LESSON TWO: INSIGHTS AREN’T JUST FOR MESSAGING. The persistent durability of Marshal McLuhan’s 1964 observation that “the medium is the message” was showcased as word of an impending rebellion spread through Cairo in the months leading to the April 6 Movement. The organizers needed a medium capable of spreading a message and fostering exponential sharing. It had to carry an audio broadcast due to high illiteracy, and it had to support the need for message repetition. The organizers turned to Cairo’s 80,000 taxi cab drivers. Well known for their penchant for chatter and the reliability of their information, cab drivers were the perfect medium for the message. While Waleed shared several similarly insightful guerrilla tactics, the cabbies were clearly the pivotal medium in the strategy. The challenge, however, was getting them to talk. At least about revolution. In Egypt, there was a saying during the Mubarak era that those who talk politics tend to “disappear on the other side of the sun.”

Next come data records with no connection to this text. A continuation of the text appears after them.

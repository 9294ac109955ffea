// ABOUTME: Prelude module - convenient imports for common use cases.
// ABOUTME: Use `use mcp_gateway::prelude::*;` to get started quickly.

pub use crate::config::GatewayConfig;
pub use crate::error::{ConfigError, GatewayError, McpError, RegistryError, ToolError};
pub use crate::mcp::McpServer;
pub use crate::tool::{Outcome, Registry, Tool, ToolDefinition, ToolResult};
pub use crate::tools::{
    AnalyzeDataTool, CalculateTool, GithubClient, ListIssuesTool, RepoInfoTool, RepoLanguagesTool, SearchReposTool,
    SendEmailTool, WeatherForecastTool, register_builtin,
};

LESSON THREE: UNDERSTAND THE LIMITATIONS OF MEDIA. If you had tried asking a cabbie to spread the word of Revolution in Mubaruk’s Cairo you’d get a quick ride to the police station. So the organizers created a new way to use an old medium. They spread out across Cairo riding in the backs of cabs speaking into their cell phones about the date and place of the protest. They spoke in hushed tones just loud enough for drivers to overhear. Day after day they worked this process until around day 30 when Waleed says he began hearing the news back from cabbies. Data-driven metrics be damned, there’s nothing quite like direct feedback from another human being to confirm success.
LESSON FOUR: ASSUME YOU DON’T KNOW, BECAUSE YOU DON’T. In a recent National Times column, I read the following: “You’re born in a cage, and you’ll stay in it because there’ll always be a gap between your experiences and the words you have to describe them. More, you’ll only ever be able to occupy one skull – you’ll never completely know what it’s like to think or feel like somebody else.”
Perhaps the biggest takeaway from the Egyptian Revolution for me is the potent reminder that it is our very nature to superimpose our own reality on others, believing as we do that all share our sovereign view. I was surprised to learn there even was other media used by the movement, let alone other media used to incite activation. I had been over-exposed to U.S. media stories casting Facebook as savior to an oppressed people. A little deeper understanding of Egyptian culture, and the limitations of both their media and the audience provide important perspective for evaluating the strategy. Powerful insights are required for creating smart communications strategies, and this is no less important for corporate marketers than it is for revolutionaries.
The resulting defeat of a regime resourced with an embarrassment of riches by a scrappy young group of revolutionaries is perhaps the best demonstration I’ve yet seen of the challenger brand credo: “Don’t outspend your competitors, out-think them.”